Pour l’imagerie, utilisez un microscope à fluorescence inversée avec un logiciel de caméra scientifique à semi-conducteur à oxyde métallique. Réglez le binning sur 2 par 2, l’exposition sur 20 millisecondes, l’obturateur roulant activé, le taux de lecture sur 540 mégahertz, la plage dynamique sur 12 bits et le gain 1, et le mode capteur sur superposition. Utilisez un objectif 2x sur le microscope pour imager les microtissus et fixez une chambre de cellules vivantes à la platine du microscope.

Sélectionnez la région d’intérêt qui contient les tissus squelettiques innervés afin de minimiser la taille du fichier et le temps de traitement.
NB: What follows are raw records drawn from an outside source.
/// Resolve a [`ModelConfig`] using `override_str`, checking
/// `config.providers` for named custom providers first.
///
/// If the prefix of `override_str` (the part before an optional `/`) matches
/// a key in `config.providers`, that named config is used as the base and
/// only the model name portion is optionally overridden.
///
/// Otherwise the call falls back to [`resolve_model_cfg`] with
/// `config.model` as the base, supporting the same `"provider/name"` /
/// bare-provider / bare-name syntax.
pub fn resolve_model_from_config(
    config: &helm_config::Config,
    override_str: &str,
) -> ModelConfig {
    let (provider_key, model_suffix) =
        if let Some((p, m)) = override_str.split_once('/') {
            (p, Some(m))
        } else {
            (override_str, None)
        };

    // Named custom provider in config.providers takes precedence.
    if let Some(named) = config.providers.get(provider_key) {
        let mut cfg = named.clone();
        if let Some(model) = model_suffix {
            cfg.name = model.to_string();
        }
        return cfg;
    }

    // Smart catalog lookup: start from a clean default ModelConfig whenever
    // the requested model is found in the static catalog.  This prevents
    // custom base_url / api_key values from leaking across providers when the
    // user's config.model points at a local/custom endpoint.
    let catalog_entry = if let Some(model_name) = model_suffix {
        if get_driver(provider_key).is_some() {
            catalog::lookup(provider_key, model_name)
        } else {
            None
        }
    } else if get_driver(override_str).is_none() {
        catalog::lookup_by_model_name(override_str)
    } else {
        None
    };

    if let Some(entry) = catalog_entry {
        let mut cfg = ModelConfig {
            provider: entry.provider.clone(),
            name: entry.id.clone(),
            ..ModelConfig::default()
        };
        // Preserve api_key credentials when the resolved provider matches
        // the config's provider (same service, different model).
        if cfg.provider == config.model.provider {
            cfg.api_key = config.model.api_key.clone();
            cfg.api_key_env = config.model.api_key_env.clone();
        }
        return cfg;
    }

    // Fall back to standard resolution with config.model as base.
    resolve_model_cfg(&config.model, override_str)
}
// Copyright (c) 2024-2026 Martin Schröder <info@swedishembedded.com>
//
// SPDX-License-Identifier: MIT
//! `execute_command` (C2/C6): the agent's one way to run a shell command,
//! gated by the risk classifier (C1).

use async_trait::async_trait;
use serde_json::{json, Value};
use tokio::time::sleep;

use helm_term::TerminalState;

use crate::builtin::send_control_key::parse_key;
use crate::classifier::{classify, is_privileged, CommandHandling, RiskLevel};
use crate::context::ToolContext;
use crate::policy::ApprovalPolicy;
use crate::tool::{OutputCategory, Tool, ToolCall, ToolOutput};

pub struct ExecuteCommandTool;

fn risk_label(risk: RiskLevel) -> &'static str {
    match risk {
        RiskLevel::Safe => "safe",
        RiskLevel::Moderate => "moderate",
        RiskLevel::Dangerous => "dangerous",
        RiskLevel::Blocked => "blocked",
    }
}

#[async_trait]
impl Tool for ExecuteCommandTool {
    fn name(&self) -> &str {
        "execute_command"
    }

    fn description(&self) -> &str {
        "Run a shell command in the driven terminal session and return its output. \
         Commands are risk-classified before running; destructive patterns are refused \
         and a few common mistakes (missing `-y`, unbounded `ping`, interactive pagers) \
         are rewritten automatically."
    }

    fn parameters_schema(&self) -> Value {
        json!({
            "type": "object",
            "properties": {
                "command": { "type": "string", "description": "the shell command to run" }
            },
            "required": ["command"]
        })
    }

    fn default_policy(&self) -> ApprovalPolicy {
        ApprovalPolicy::Ask
    }

    fn output_category(&self) -> OutputCategory {
        OutputCategory::HeadTail
    }

    async fn execute(&self, call: &ToolCall, ctx: &ToolContext) -> ToolOutput {
        let Some(command) = call.args.get("command").and_then(Value::as_str) else {
            return ToolOutput::err(&call.id, "missing required argument: command");
        };

        let (risk, handling) = classify(command);

        if let CommandHandling::Block { reason, hint } = &handling {
            return ToolOutput::err(&call.id, format!("blocked: {reason}\nhint: {hint}"));
        }

        let effective_command = match &handling {
            CommandHandling::AutoFix { rewritten } => rewritten.clone(),
            _ => command.to_string(),
        };

        if is_privileged(&effective_command) {
            tracing::info!(command = %effective_command, "command requests elevated privileges");
        }

        if let CommandHandling::FireAndForget { hint } = &handling {
            return match ctx.terminal.write(&format!("{effective_command}\n")).await {
                Ok(()) => {
                    let mut state = ctx.state.lock().await;
                    state.last_command = Some(effective_command.clone());
                    state.is_idle = false;
                    ToolOutput::ok(
                        &call.id,
                        format!(
                            "[{}] started in the background (does not terminate on its own): {effective_command}\n{hint}",
                            risk_label(risk)
                        ),
                    )
                }
                Err(e) => ToolOutput::err(&call.id, format!("failed to write to terminal: {e}")),
            };
        }

        let timeout = match &handling {
            CommandHandling::TimedExecution { duration, .. } => *duration,
            _ => ctx.command_timeout,
        };

        {
            let mut state = ctx.state.lock().await;
            state.start_command_execution(&effective_command);
        }

        let predicted_cwd = {
            let state = ctx.state.lock().await;
            state.predict_cwd_change(&effective_command)
        };

        let outcome = ctx.terminal.execute_in_terminal(&effective_command, timeout).await;

        if let CommandHandling::TimedExecution { stop_key, .. } = &handling {
            match parse_key(stop_key) {
                Some(key) => {
                    if let Err(e) = ctx.terminal.send_control(key).await {
                        tracing::warn!(stop_key, error = %e, "failed to send stop key after timed execution window");
                    }
                }
                None => tracing::warn!(stop_key, "timed execution stop key does not map to a known control key"),
            }
        }

        {
            let mut state = ctx.state.lock().await;
            state.append_output(&outcome.output);
            state.complete_command_execution(None);
        }

        if let Some(predicted) = predicted_cwd {
            sleep(TerminalState::cwd_prediction_delay()).await;
            let real_cwd = ctx.terminal.get_cwd().await;
            let mut state = ctx.state.lock().await;
            state.set_cwd(real_cwd.unwrap_or(predicted));
        }

        let mut prefix = format!("[{}]", risk_label(risk));
        if let CommandHandling::AutoFix { rewritten } = &handling {
            prefix = format!("{prefix} rewritten to: {rewritten}");
        }
        if outcome.timed_out {
            prefix = format!("{prefix} [timed out after {:?}]", timeout);
        }

        ToolOutput::ok(&call.id, format!("{prefix}\n{}", outcome.output))
    }
}

#[cfg(test)]
mod tests {
    use super::*;

    #[test]
    fn risk_labels_are_lowercase() {
        assert_eq!(risk_label(RiskLevel::Safe), "safe");
        assert_eq!(risk_label(RiskLevel::Blocked), "blocked");
    }
}
// Copyright (c) 2024-2026 Martin Schröder <info@swedishembedded.com>
//
// SPDX-License-Identifier: MIT
use async_trait::async_trait;
use serde_json::{json, Value};
use tracing::debug;

use crate::context::ToolContext;
use crate::policy::ApprovalPolicy;
use crate::tool::{Tool, ToolCall, ToolOutput};

pub struct WriteFileTool;

#[async_trait]
impl Tool for WriteFileTool {
    fn name(&self) -> &str {
        "write_file"
    }

    fn description(&self) -> &str {
        "Write a file to the local filesystem, overwriting it if it already exists. \
         Creates parent directories automatically. Set append=true to add to the end \
         of an existing file instead."
    }

    fn parameters_schema(&self) -> Value {
        json!({
            "type": "object",
            "properties": {
                "path": { "type": "string", "description": "Absolute or relative path to the file" },
                "content": { "type": "string", "description": "Content to write" },
                "append": {
                    "type": "boolean",
                    "description": "If true, append instead of overwriting (default false)"
                }
            },
            "required": ["path", "content"]
        })
    }

    fn default_policy(&self) -> ApprovalPolicy {
        // write_file is always moderate: the confirmation decision is made by
        // the C6 executor (SPEC_FULL.md §4.6), this default is just a fallback
        // for callers that only consult the static policy.
        ApprovalPolicy::Ask
    }

    async fn execute(&self, call: &ToolCall, _ctx: &ToolContext) -> ToolOutput {
        let Some(path) = call.args.get("path").and_then(Value::as_str) else {
            return ToolOutput::err(&call.id, "missing required argument: path");
        };
        let Some(content) = call.args.get("content").and_then(Value::as_str) else {
            return ToolOutput::err(&call.id, "missing required argument: content");
        };
        let append = call.args.get("append").and_then(Value::as_bool).unwrap_or(false);

        debug!(path = %path, append, "write_file tool");

        if let Some(parent) = std::path::Path::new(path).parent() {
            if !parent.as_os_str().is_empty() {
                let _ = tokio::fs::create_dir_all(parent).await;
            }
        }

        if append {
            use tokio::io::AsyncWriteExt;
            match tokio::fs::OpenOptions::new().append(true).create(true).open(path).await {
                Ok(mut f) => {
                    let result = f.write_all(content.as_bytes()).await;
                    let _ = f.flush().await;
                    let _ = f.shutdown().await;
                    match result {
                        Ok(()) => ToolOutput::ok(&call.id, format!("appended {} bytes to {path}", content.len())),
                        Err(e) => ToolOutput::err(&call.id, format!("write error: {e}")),
                    }
                }
                Err(e) => ToolOutput::err(&call.id, format!("open error: {e}")),
            }
        } else {
            match tokio::fs::write(path, content).await {
                Ok(()) => ToolOutput::ok(&call.id, format!("wrote {} bytes to {path}", content.len())),
                Err(e) => ToolOutput::err(&call.id, format!("write error: {e}")),
            }
        }
    }
}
Ensuite, placez un filtre d’émission passe-long de 594 nanomètres entre l’échantillon et l’objectif d’imagerie pour filtrer les impulsions de lumière bleue de la caméra. Ensuite, placez une plaque rectangulaire à quatre puits contenant quatre bioréacteurs dans la chambre de la cellule vivante. Ensuite, cliquez sur Live View, centrez et concentrez l’image avec le retour sur investissement souhaité.

Téléchargez le macrocode personnalisé à partir du dossier GitHub pour contrôler la position de la scène, la carte Arduino et l’acquisition vidéo. Ensuite, définissez le film de sortie sur day_tissuegroup_tissuename_experiment. ND2. Exécutez le macrocode avec les coordonnées x et y souhaitées définies sur la scène et obtenez un time-lapse rapide avec 1 700 images à 50 images par seconde.

Après l’imagerie, remplacez le milieu et remettez les échantillons dans l’incubateur. Prévoyez au moins 24 heures entre les séances d’acquisition d’images pour éviter la fatigue des tissus.